Pourquoi le MFA ne suffit pas face aux infostealers
L’authentification multifactorielle empêche un attaquant de se connecter avec un simple mot de passe volé. En revanche, si l’infostealer capture le cookie de session après que l’utilisateur a validé son MFA, le pirate hérite d’un accès déjà authentifié. La session reste valide jusqu’à expiration.
Certaines suites bureautiques cloud proposent des politiques de réévaluation continue de la session (vérification de l’adresse IP, du navigateur, du pays de connexion). Activer ces contrôles contextuels réduit fortement le risque de réutilisation de session.
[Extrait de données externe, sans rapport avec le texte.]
//! Dataset walker: every entry under the source root, in path order.

use anyhow::{Result, bail};
use log::warn;
use std::path::{Path, PathBuf};
use walkdir::WalkDir;

use crate::engine::tools::nested_relative;

/// One result from a directory walk: either a path to process or an error with optional path.
pub enum WalkOutcome {
    Ok(PathBuf),
    Err { msg: String, path: Option<PathBuf> },
}

/// Convert a walkdir result into [`WalkOutcome`].
pub fn to_outcome_walkdir(r: Result<walkdir::DirEntry, walkdir::Error>) -> WalkOutcome {
    match r {
        Ok(entry) => WalkOutcome::Ok(entry.into_path()),
        Err(err) => WalkOutcome::Err {
            msg: format!("{}", err),
            path: err.path().map(PathBuf::from),
        },
    }
}

/// Entries found under the source root plus the ones that could not be read.
#[derive(Debug, Default)]
pub struct WalkResult {
    /// Sorted by path; a directory always precedes its contents.
    pub entries: Vec<PathBuf>,
    pub skipped: Vec<(PathBuf, String)>,
}

/// Walk `source` (root itself excluded). When `exclude` (the target root) lies inside
/// `source`, that subtree is not entered, so a run never consumes its own output.
pub fn walk_source(source: &Path, exclude: Option<&Path>) -> Result<WalkResult> {
    if !source.is_dir() {
        bail!("source directory {} does not exist", source.display());
    }
    let excluded = exclude.and_then(|t| nested_relative(t, source));
    let iter = WalkDir::new(source)
        .min_depth(1)
        .follow_links(false)
        .into_iter()
        .filter_entry(|e| match &excluded {
            Some(rel) => e.path().strip_prefix(source).map_or(true, |p| p != rel),
            None => true,
        })
        .map(to_outcome_walkdir);
    Ok(collect_walk(iter))
}

/// Consume walk outcomes: keep paths, record errors (walk continues past them), sort.
pub fn collect_walk<I>(iter: I) -> WalkResult
where
    I: Iterator<Item = WalkOutcome>,
{
    let mut result = WalkResult::default();
    let mut last_path: Option<PathBuf> = None;
    for outcome in iter {
        match outcome {
            WalkOutcome::Ok(path) => {
                last_path = Some(path.clone());
                result.entries.push(path);
            }
            WalkOutcome::Err { msg, path } => {
                warn!("Permission denied or error accessing path: {}", msg);
                let path = path.unwrap_or_else(|| {
                    PathBuf::from(format!(
                        "<no-path, last was {}>",
                        last_path
                            .as_ref()
                            .map(|p| p.display().to_string())
                            .unwrap_or_else(|| "<none>".to_string())
                    ))
                });
                result.skipped.push((path, msg));
            }
        }
    }
    result.entries.sort();
    result
}

#[cfg(test)]
mod tests {
    use super::*;
    use std::fs;

    #[test]
    fn entries_are_sorted_and_exclude_root() {
        let dir = tempfile::tempdir().unwrap();
        fs::create_dir_all(dir.path().join("b/c")).unwrap();
        fs::write(dir.path().join("b/c/z.off"), b"").unwrap();
        fs::write(dir.path().join("a.obj"), b"").unwrap();
        fs::write(dir.path().join("b/y.stl"), b"").unwrap();

        let walked = walk_source(dir.path(), None).unwrap();
        let rel: Vec<_> = walked
            .entries
            .iter()
            .map(|p| p.strip_prefix(dir.path()).unwrap().to_path_buf())
            .collect();
        assert_eq!(
            rel,
            ["a.obj", "b", "b/c", "b/c/z.off", "b/y.stl"].map(PathBuf::from)
        );
    }

    #[test]
    fn nested_target_is_not_walked() {
        let dir = tempfile::tempdir().unwrap();
        fs::create_dir_all(dir.path().join("out/sub")).unwrap();
        fs::write(dir.path().join("out/fixconfig.json"), b"{}").unwrap();
        fs::write(dir.path().join("m.obj"), b"").unwrap();

        let walked = walk_source(dir.path(), Some(&dir.path().join("out"))).unwrap();
        assert_eq!(walked.entries, vec![dir.path().join("m.obj")]);
    }

    #[test]
    fn missing_source_is_an_error() {
        assert!(walk_source(Path::new("/nonexistent/meshfix-src"), None).is_err());
    }

    #[test]
    fn walk_errors_are_recorded_not_fatal() {
        let outcomes = vec![
            WalkOutcome::Ok(PathBuf::from("s/a")),
            WalkOutcome::Err {
                msg: "denied".to_string(),
                path: None,
            },
        ];
        let result = collect_walk(outcomes.into_iter());
        assert_eq!(result.entries.len(), 1);
        assert_eq!(result.skipped[0].1, "denied");
        assert!(result.skipped[0].0.to_string_lossy().contains("s/a"));
    }
}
Chiffrement des fichiers sensibles avant stockage cloud : quel outil pour quel usage
Le chiffrement côté client reste la protection la plus fiable pour la confidentialité du contenu, car même un accès illégitime au compte ne permet pas de lire les documents. Le secret de déchiffrement ne quitte jamais le poste de l’utilisateur.
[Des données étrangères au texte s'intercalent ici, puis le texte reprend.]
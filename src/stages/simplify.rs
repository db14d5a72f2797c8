//! Simplify: run the external quadric-error simplifier on an already-manifold mesh.
//!
//! Each threshold is a termination condition enforced by the tool; this stage only passes them on.

use std::ffi::OsString;
use std::fmt;
use std::path::Path;

use super::{StageOutcome, require_executable};
use crate::engine::env::SIMPLIFY_VAR;
use crate::engine::external::run_tool;
use crate::error::{FixError, FixResult};

#[derive(Clone, Debug)]
pub struct Simplify {
    /// Ask the tool to verify manifoldness and write nothing if the check fails.
    manifold_check: bool,
    /// Stop when the face count is at most this.
    face_num: u64,
    /// Stop when the quadric error of the next collapse reaches this.
    max_cost: f64,
    /// Stop when current/original face count drops to this.
    max_ratio: f64,
    executable: String,
}

impl Simplify {
    pub fn new(
        manifold_check: bool,
        face_num: u64,
        max_cost: f64,
        max_ratio: f64,
        executable: &str,
    ) -> FixResult<Self> {
        if !max_cost.is_finite() || max_cost < 0.0 {
            return Err(FixError::config(format!(
                "max_cost must be a non-negative number, got {max_cost}"
            )));
        }
        if !(0.0..=1.0).contains(&max_ratio) {
            return Err(FixError::config(format!(
                "max_ratio must be within [0, 1], got {max_ratio}"
            )));
        }
        Ok(Self {
            manifold_check,
            face_num,
            max_cost,
            max_ratio,
            executable: require_executable(SIMPLIFY_VAR, executable)?,
        })
    }

    /// `-i source -o target [-m] -f face_num -c max_cost -r max_ratio`.
    pub fn args(&self, source: &Path, target: &Path) -> Vec<OsString> {
        let mut args: Vec<OsString> = vec![
            "-i".into(),
            source.as_os_str().to_owned(),
            "-o".into(),
            target.as_os_str().to_owned(),
        ];
        if self.manifold_check {
            args.push("-m".into());
        }
        args.extend([
            "-f".into(),
            self.face_num.to_string().into(),
            "-c".into(),
            self.max_cost.to_string().into(),
            "-r".into(),
            self.max_ratio.to_string().into(),
        ]);
        args
    }

    pub fn simplify(&self, source: &Path, target: &Path) -> FixResult<StageOutcome> {
        run_tool(
            "simplify",
            &self.executable,
            &self.args(source, target),
            source,
            target,
        )?;
        Ok(StageOutcome::Produced(target.to_path_buf()))
    }
}

impl fmt::Display for Simplify {
    fn fmt(&self, f: &mut fmt::Formatter<'_>) -> fmt::Result {
        write!(
            f,
            "Simplify(manifold_check={}, face_num={}, max_cost={}, max_ratio={})",
            self.manifold_check, self.face_num, self.max_cost, self.max_ratio
        )
    }
}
Les outils recommandés par les référentiels de sécurité universitaires et institutionnels se répartissent selon l’usage :
- Cryptomator pour le stockage de fichiers sensibles dans le cloud au quotidien, avec une intégration transparente dans l’explorateur de fichiers
- ZED! pour l’envoi de documents confidentiels par e-mail ou le transport sur support amovible, avec un conteneur chiffré autonome
- FileSender pour l’envoi ponctuel de fichiers volumineux vers un destinataire précis, sans stockage permanent
Le chiffrement impose une contrainte : il empêche la collaboration en temps réel sur un même document. Pour les fichiers qui nécessitent un travail simultané, la protection repose alors entièrement sur le contrôle d’accès et la gestion des sessions.

Gestion des partages et droits d’accès sur le cloud bureautique
Un fichier correctement protégé par un mot de passe fort et un MFA peut fuiter par un simple lien de partage mal configuré. Les suites bureautiques cloud permettent de partager un document avec un lien public, un lien restreint à un domaine, ou un accès nominatif.
Un lien public sans date d’expiration est la première cause de fuite non malveillante dans les environnements cloud professionnels. La bonne pratique consiste à systématiquement limiter le partage aux adresses e-mail identifiées et à fixer une date d’expiration sur chaque lien.
Audit régulier des fichiers partagés
Google Drive et OneDrive proposent des vues d’ensemble des documents partagés avec des tiers. Vérifier trimestriellement quels fichiers restent accessibles, et à qui, permet de détecter des partages oubliés qui exposent des données sensibles bien après la fin d’un projet.
La protection des fichiers sensibles sur le cloud bureautique repose sur trois couches distinctes : la sécurité du poste de travail contre les infostealers, le contrôle strict des sessions et des accès, et le chiffrement côté client pour les documents les plus confidentiels. Aucune de ces couches ne compense l’absence d’une autre, ce qui explique pourquoi les organisations qui n’en déploient qu’une seule restent exposées malgré leurs efforts.